Pull every line with the word "permitted" out of the entries below.
━━━━━ Provided information
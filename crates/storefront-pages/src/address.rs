// SPDX-License-Identifier: Apache-2.0
// © James Ross Ω FLYING•ROBOTS <https://github.com/flyingrobots>
//! Saved addresses on the profile page.

use std::collections::BTreeMap;

use serde::Serialize;
use storefront_app_core::cookie::CookieStore;

use crate::api::{ApiRequest, Endpoint, RequestBuilder, WEB_FORM_ACCEPT_CMD};
use crate::outcome::{Followup, Notice, Outcome};
use crate::reply::{ApiError, Envelope};

/// Web form that owns address records.
pub const ADDRESS_WEB_FORM: &str = "addresses";
/// Cookie with the signed-in customer's name.
pub const FULL_NAME_COOKIE: &str = "full_name";
/// Where the address tab lives.
pub const ADDRESS_TAB_HREF: &str = "/profile?showTab=3";
/// Delay before returning to the address tab.
pub const RETURN_DELAY_MS: u32 = 500;

/// Address kind.
#[derive(Debug, Clone, Copy, PartialEq, Eq, Serialize)]
pub enum AddressType {
    /// Ship-to address.
    Shipping,
    /// Bill-to address.
    Billing,
}

impl AddressType {
    /// Kind of an existing record, inferred from its name.
    pub fn of_record(record_name: &str) -> Self {
        if record_name.contains("Shipping") {
            Self::Shipping
        } else {
            Self::Billing
        }
    }

    /// Select-box value.
    pub const fn as_str(self) -> &'static str {
        match self {
            Self::Shipping => "Shipping",
            Self::Billing => "Billing",
        }
    }
}

/// Fields of the address form. `name` is set when editing.
#[derive(Debug, Clone, Default, PartialEq, Eq, Serialize)]
pub struct AddressDraft {
    /// Existing record name; `None` creates a new address.
    pub name: Option<String>,
    /// First line.
    pub address_line1: String,
    /// Second line.
    pub address_line2: String,
    /// City.
    pub city: String,
    /// State or province.
    pub state: String,
    /// Country.
    pub country: String,
    /// Postal code.
    pub pincode: String,
    /// Phone.
    pub phone: String,
    /// Form value of the type select.
    pub address_type: String,
}

#[derive(Serialize)]
struct AddressDoc<'a> {
    #[serde(flatten)]
    draft: &'a AddressDraft,
    address_title: String,
    doctype: &'static str,
    web_form_name: &'static str,
}

#[derive(Serialize)]
struct WebFormBody<'a> {
    data: String,
    web_form: &'a str,
    for_payment: bool,
    cmd: &'a str,
}

impl AddressDraft {
    /// Read the draft from submitted form fields. Absent fields are empty and
    /// an empty `name` means a new record.
    pub fn from_fields(fields: &BTreeMap<String, String>) -> Self {
        let field = |key: &str| fields.get(key).cloned().unwrap_or_default();
        Self {
            name: fields.get("name").filter(|n| !n.is_empty()).cloned(),
            address_line1: field("address_line1"),
            address_line2: field("address_line2"),
            city: field("city"),
            state: field("state"),
            country: field("country"),
            pincode: field("pincode"),
            phone: field("phone"),
            address_type: field("address_type"),
        }
    }

    /// Record title derived from the customer's name cookie.
    pub fn title(cookies: &impl CookieStore) -> String {
        format!(
            "{}-Address",
            cookies.cookie(FULL_NAME_COOKIE).unwrap_or_default()
        )
    }

    /// Submit the form (create or update) through the web-form command.
    pub fn submit_request(
        &self,
        api: &RequestBuilder,
        cookies: &impl CookieStore,
    ) -> Result<ApiRequest, ApiError> {
        let doc = AddressDoc {
            draft: self,
            address_title: Self::title(cookies),
            doctype: "Address",
            web_form_name: ADDRESS_WEB_FORM,
        };
        let body = WebFormBody {
            data: serde_json::to_string(&doc)?,
            web_form: ADDRESS_WEB_FORM,
            for_payment: false,
            cmd: WEB_FORM_ACCEPT_CMD,
        };
        Ok(api
            .json(Endpoint::WebFormAccept, &body)?
            .with_header("x-frappe-cmd", WEB_FORM_ACCEPT_CMD))
    }
}

/// What to do once the form was accepted.
pub fn submitted_outcome() -> Outcome {
    Outcome::notice(Notice::success("Address Created successfully")).then(Followup::Navigate {
        href: ADDRESS_TAB_HREF.to_string(),
        delay_ms: RETURN_DELAY_MS,
    })
}

/// Question put to the shopper before deleting.
pub fn delete_prompt(record_name: &str) -> String {
    format!("Are you sure you want to delete address: {record_name}?")
}

/// Delete an address record.
pub fn delete_request(api: &RequestBuilder, record_name: &str) -> Result<ApiRequest, ApiError> {
    #[derive(Serialize)]
    struct Body<'a> {
        name: &'a str,
    }
    api.json(Endpoint::DeleteAddress, &Body { name: record_name })
}

/// What to do after a delete reply. Any 2xx status counts as deleted.
pub fn delete_outcome(status: u16, body: &str) -> Outcome {
    if (200..300).contains(&status) {
        return Outcome::notice(Notice::success("Address deleted successfully"))
            .then(Followup::RemoveSection);
    }
    let reason = Envelope::parse(body)
        .ok()
        .and_then(|env| env.payload().map(crate::reply::text_of))
        .unwrap_or_else(|| "Unknown error".to_string());
    Outcome::notice(Notice::error(format!("Failed to delete address: {reason}")))
}

/// What to do when the delete call never got a reply.
pub fn delete_transport_outcome() -> Outcome {
    Outcome::notice(Notice::error("An error occurred while deleting the address."))
}

#[allow(clippy::unwrap_used)]
#[cfg(test)]
mod tests {
    use super::*;
    use serde_json::Value;
    use storefront_app_core::cookie::CookieJar;

    fn draft() -> AddressDraft {
        AddressDraft {
            name: None,
            address_line1: "1 Quay St".into(),
            address_line2: String::new(),
            city: "Porto".into(),
            state: "Norte".into(),
            country: "Portugal".into(),
            pincode: "4000".into(),
            phone: "555".into(),
            address_type: "Billing".into(),
        }
    }

    #[test]
    fn submit_wraps_doc_in_web_form_payload() {
        let jar = CookieJar::parse("full_name=Ana%20Silva");
        let req = draft()
            .submit_request(&RequestBuilder::new("t"), &jar)
            .unwrap();
        assert_eq!(req.url, "/");
        assert_eq!(req.header("x-frappe-cmd"), Some(WEB_FORM_ACCEPT_CMD));
        let body: Value = serde_json::from_str(req.body.as_deref().unwrap()).unwrap();
        assert_eq!(body["web_form"], "addresses");
        assert_eq!(body["for_payment"], false);
        assert_eq!(body["cmd"], WEB_FORM_ACCEPT_CMD);
        let doc: Value = serde_json::from_str(body["data"].as_str().unwrap()).unwrap();
        assert_eq!(doc["address_title"], "Ana Silva-Address");
        assert_eq!(doc["doctype"], "Address");
        assert_eq!(doc["web_form_name"], "addresses");
        assert_eq!(doc["city"], "Porto");
        assert_eq!(doc["name"], Value::Null);
    }

    #[test]
    fn fields_fill_draft() {
        let fields = BTreeMap::from([
            ("name".to_string(), String::new()),
            ("city".to_string(), "Porto".to_string()),
            ("address_type".to_string(), "Shipping".to_string()),
        ]);
        let draft = AddressDraft::from_fields(&fields);
        assert!(draft.name.is_none());
        assert_eq!(draft.city, "Porto");
        assert_eq!(draft.address_type, "Shipping");
        assert!(draft.pincode.is_empty());
    }

    #[test]
    fn title_without_cookie_is_bare() {
        assert_eq!(AddressDraft::title(&CookieJar::default()), "-Address");
    }

    #[test]
    fn record_name_decides_type() {
        assert_eq!(AddressType::of_record("Ana-Shipping"), AddressType::Shipping);
        assert_eq!(AddressType::of_record("Ana-Billing-1").as_str(), "Billing");
        assert_eq!(AddressType::of_record("Ana-Office"), AddressType::Billing);
    }

    #[test]
    fn delete_outcomes() {
        let ok = delete_outcome(200, "{}");
        assert_eq!(ok.followup, Followup::RemoveSection);
        let denied = delete_outcome(403, r#"{"message": "Not permitted"}"#);
        assert_eq!(
            denied.notice.unwrap().text,
            "Failed to delete address: Not permitted"
        );
        let opaque = delete_outcome(500, "oops");
        assert_eq!(
            opaque.notice.unwrap().text,
            "Failed to delete address: Unknown error"
        );
        assert_eq!(delete_prompt("A-1"), "Are you sure you want to delete address: A-1?");
    }

    #[test]
    fn submit_returns_to_address_tab() {
        assert_eq!(
            submitted_outcome().followup,
            Followup::Navigate {
                href: ADDRESS_TAB_HREF.into(),
                delay_ms: 500
            }
        );
    }
}
// SPDX-License-Identifier: Apache-2.0
// © James Ross Ω FLYING•ROBOTS <https://github.com/flyingrobots>
//! Browser console reporting, for our own messages and for `tracing` events
//! from the controller crates.

use std::io::{self, Write};

use tracing::{Level, Metadata};
use tracing_subscriber::fmt::MakeWriter;
use wasm_bindgen::JsValue;

pub(crate) fn debug(message: &str) {
    web_sys::console::debug_1(&JsValue::from_str(message));
}

pub(crate) fn info(message: &str) {
    web_sys::console::info_1(&JsValue::from_str(message));
}

pub(crate) fn warn(message: &str) {
    web_sys::console::warn_1(&JsValue::from_str(message));
}

/// Log `message` with the raw JS error attached for inspection.
pub(crate) fn error(message: &str, err: &JsValue) {
    web_sys::console::error_2(&JsValue::from_str(message), err);
}

/// Human-readable text of a thrown JS value.
pub(crate) fn describe(err: &JsValue) -> String {
    err.as_string().unwrap_or_else(|| format!("{err:?}"))
}

/// Console method an event of a given level is written with.
#[derive(Debug, Clone, Copy, PartialEq, Eq)]
enum Method {
    Error,
    Warn,
    Info,
    Debug,
}

impl Method {
    fn for_level(level: Level) -> Self {
        match level {
            Level::ERROR => Self::Error,
            Level::WARN => Self::Warn,
            Level::INFO => Self::Info,
            _ => Self::Debug,
        }
    }

    fn emit(self, line: &str) {
        let line = JsValue::from_str(line);
        match self {
            Self::Error => web_sys::console::error_1(&line),
            Self::Warn => web_sys::console::warn_1(&line),
            Self::Info => web_sys::console::info_1(&line),
            Self::Debug => web_sys::console::debug_1(&line),
        }
    }
}

/// Formatted `tracing` output, routed to the console method matching each
/// event's level.
#[derive(Debug, Clone, Copy)]
pub(crate) struct ConsoleWriter;

/// One formatted event, flushed to the console when dropped.
pub(crate) struct ConsoleLine {
    method: Method,
    buf: Vec<u8>,
}

impl ConsoleLine {
    const fn new(method: Method) -> Self {
        Self {
            method,
            buf: Vec::new(),
        }
    }

    /// Buffered text without the formatter's trailing newline; `None` when
    /// there is nothing worth printing.
    fn take_line(&mut self) -> Option<String> {
        let text = String::from_utf8_lossy(&self.buf).trim_end().to_string();
        self.buf.clear();
        (!text.is_empty()).then_some(text)
    }
}

impl Write for ConsoleLine {
    fn write(&mut self, bytes: &[u8]) -> io::Result<usize> {
        self.buf.extend_from_slice(bytes);
        Ok(bytes.len())
    }

    fn flush(&mut self) -> io::Result<()> {
        if let Some(line) = self.take_line() {
            self.method.emit(&line);
        }
        Ok(())
    }
}

impl Drop for ConsoleLine {
    fn drop(&mut self) {
        if let Some(line) = self.take_line() {
            self.method.emit(&line);
        }
    }
}

impl<'a> MakeWriter<'a> for ConsoleWriter {
    type Writer = ConsoleLine;

    fn make_writer(&'a self) -> Self::Writer {
        ConsoleLine::new(Method::Info)
    }

    fn make_writer_for(&'a self, meta: &Metadata<'_>) -> Self::Writer {
        ConsoleLine::new(Method::for_level(*meta.level()))
    }
}

/// Install the console subscriber once per page. A second `boot` keeps the
/// first subscriber.
pub(crate) fn install_tracing() {
    let installed = tracing_subscriber::fmt()
        .with_writer(ConsoleWriter)
        .with_max_level(Level::DEBUG)
        .with_ansi(false)
        .without_time()
        .try_init();
    if installed.is_err() {
        debug("tracing subscriber already installed");
    }
}

#[allow(clippy::unwrap_used)]
#[cfg(test)]
mod tests {
    use super::*;

    #[test]
    fn levels_map_to_console_methods() {
        assert_eq!(Method::for_level(Level::ERROR), Method::Error);
        assert_eq!(Method::for_level(Level::WARN), Method::Warn);
        assert_eq!(Method::for_level(Level::INFO), Method::Info);
        assert_eq!(Method::for_level(Level::DEBUG), Method::Debug);
        assert_eq!(Method::for_level(Level::TRACE), Method::Debug);
    }

    #[test]
    fn formatter_chunks_become_one_line() {
        let mut line = ConsoleLine::new(Method::Warn);
        line.write_all(b" WARN storefront_carousel::rotating: ").unwrap();
        line.write_all(b"indicator without a slide index=7\n").unwrap();
        assert_eq!(
            line.take_line().as_deref(),
            Some(" WARN storefront_carousel::rotating: indicator without a slide index=7")
        );
        assert_eq!(line.take_line(), None);
    }

    #[test]
    fn blank_output_is_not_printed() {
        let mut line = ConsoleLine::new(Method::Debug);
        line.write_all(b"\n  \n").unwrap();
        assert_eq!(line.take_line(), None);
    }
}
━━━━━━━━━━
Written response
        let denied = delete_outcome(403, r#"{"message": "Not permitted"}"#);
            "Failed to delete address: Not permitted"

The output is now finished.